Book review: Eleanor Marx: A Life by Rachel Holmes

April 23, 2014
Those expecting another pious addition to the canon of Victorian feminist worthies are in for a shock with Rachel Holmes’s biography Eleanor Marx, which casts Karl Marx’s daughter as the lead role in a gripping melodrama—Ibsen meets Henry James. Eleanor’s life was blighted by patriarchy, and by her own lack of self-belief. Her observation that she had inherited her father’s nose but not his genius was typically self-deprecating. Intellectually precocious, and a charismatic organiser, activist and writer, she was thwarted in her bid for an independent career by her selfish father, who wanted her for his secretary. And although she helped establish three major trade unions, the Second International and the Social Democratic Society of Great Britain, much of her own writing was “ghosted” for men. Fluent in several languages, she wrote the first English translation of Madame Bovary.

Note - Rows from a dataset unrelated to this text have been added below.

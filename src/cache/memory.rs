//! Memory tier built on Moka.

use std::sync::Arc;
use std::time::{Duration, Instant};

use moka::Expiry;
use moka::sync::Cache;

use super::entry::CacheEntry;

/// Expires each entry after its own TTL so physical eviction follows
/// the logical expiry recorded in the entry.
struct EntryExpiry;

impl Expiry<String, CacheEntry> for EntryExpiry {
    fn expire_after_create(
        &self,
        _key: &String,
        value: &CacheEntry,
        _created_at: Instant,
    ) -> Option<Duration> {
        Some(Duration::from_millis(value.ttl_ms()))
    }

    fn expire_after_update(
        &self,
        _key: &String,
        value: &CacheEntry,
        _updated_at: Instant,
        _duration_until_expiry: Option<Duration>,
    ) -> Option<Duration> {
        Some(Duration::from_millis(value.ttl_ms()))
    }
}

/// The fastest tier: a bounded in-process cache.
///
/// Cloning is cheap and shares the same underlying cache.
#[derive(Clone)]
pub struct MemoryTier {
    inner: Arc<Cache<String, CacheEntry>>,
}

impl MemoryTier {
    /// Create a memory tier holding at most `max_capacity` entries.
    pub fn new(max_capacity: u64) -> Self {
        let cache = Cache::builder()
            .max_capacity(max_capacity)
            .expire_after(EntryExpiry)
            .build();

        Self {
            inner: Arc::new(cache),
        }
    }

    pub fn insert(&self, entry: CacheEntry) {
        self.inner.insert(entry.key.to_string(), entry);
    }

    /// Get an entry. Expiry against the logical clock is left to the caller.
    pub fn get(&self, key: &str) -> Option<CacheEntry> {
        self.inner.get(key)
    }

    pub fn invalidate(&self, key: &str) {
        self.inner.invalidate(key);
    }

    /// Remove every entry whose key starts with `prefix`.
    pub fn invalidate_prefix(&self, prefix: &str) -> usize {
        self.invalidate_where(|key, _| key.starts_with(prefix))
    }

    /// Remove entries that are logically expired at `now_ms`.
    pub fn purge_expired(&self, now_ms: u64) -> usize {
        self.invalidate_where(|_, entry| entry.is_expired(now_ms))
    }

    fn invalidate_where(&self, predicate: impl Fn(&str, &CacheEntry) -> bool) -> usize {
        let doomed: Vec<Arc<String>> = self
            .inner
            .iter()
            .filter(|(key, entry)| predicate(key.as_str(), entry))
            .map(|(key, _)| key)
            .collect();

        for key in &doomed {
            self.inner.invalidate(key.as_str());
        }
        doomed.len()
    }

    /// Number of entries after applying pending evictions.
    pub fn entry_count(&self) -> u64 {
        self.inner.run_pending_tasks();
        self.inner.entry_count()
    }
}

impl std::fmt::Debug for MemoryTier {
    fn fmt(&self, f: &mut std::fmt::Formatter<'_>) -> std::fmt::Result {
        f.debug_struct("MemoryTier")
            .field("entry_count", &self.inner.entry_count())
            .finish()
    }
}

#[cfg(test)]
mod tests {
    use super::*;
    use crate::cache::entry::Tier;

    fn entry(key: &str, expires_at: u64) -> CacheEntry {
        CacheEntry {
            key: key.into(),
            value: "[]".into(),
            created_at: 0,
            expires_at,
            tier: Tier::Memory,
        }
    }

    #[test]
    fn test_invalidate_prefix_keeps_other_keys() {
        let tier = MemoryTier::new(100);
        tier.insert(entry("employees:getAll", 60_000));
        tier.insert(entry(r#"employees:getAll?{"team":"a"}"#, 60_000));
        tier.insert(entry("clients:getAll", 60_000));

        assert_eq!(tier.invalidate_prefix("employees:"), 2);
        assert!(tier.get("employees:getAll").is_none());
        assert!(tier.get("clients:getAll").is_some());
    }

    #[test]
    fn test_purge_expired() {
        let tier = MemoryTier::new(100);
        tier.insert(entry("a", 1_000));
        tier.insert(entry("b", 60_000));

        assert_eq!(tier.purge_expired(5_000), 1);
        assert!(tier.get("a").is_none());
        assert_eq!(tier.entry_count(), 1);
    }
}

Eleanor committed suicide in 1898, aged 43. Caught in an extraordinary set of intrigues over the destiny of her father’s unpublished and valuable literary estate, she was blackmailed by her common-law husband and chose death over dishonour—or in this case her father’s dishonour. Holmes brilliantly evokes the febrile atmosphere of leftist fin de siècle London, her cast including George Bernard Shaw and Ellen Terry. Eleanor abandoned early ambitions to take to the stage, despairing of the lack of substantial female roles; and in her case, sad though it was, life most decidedly trumped art.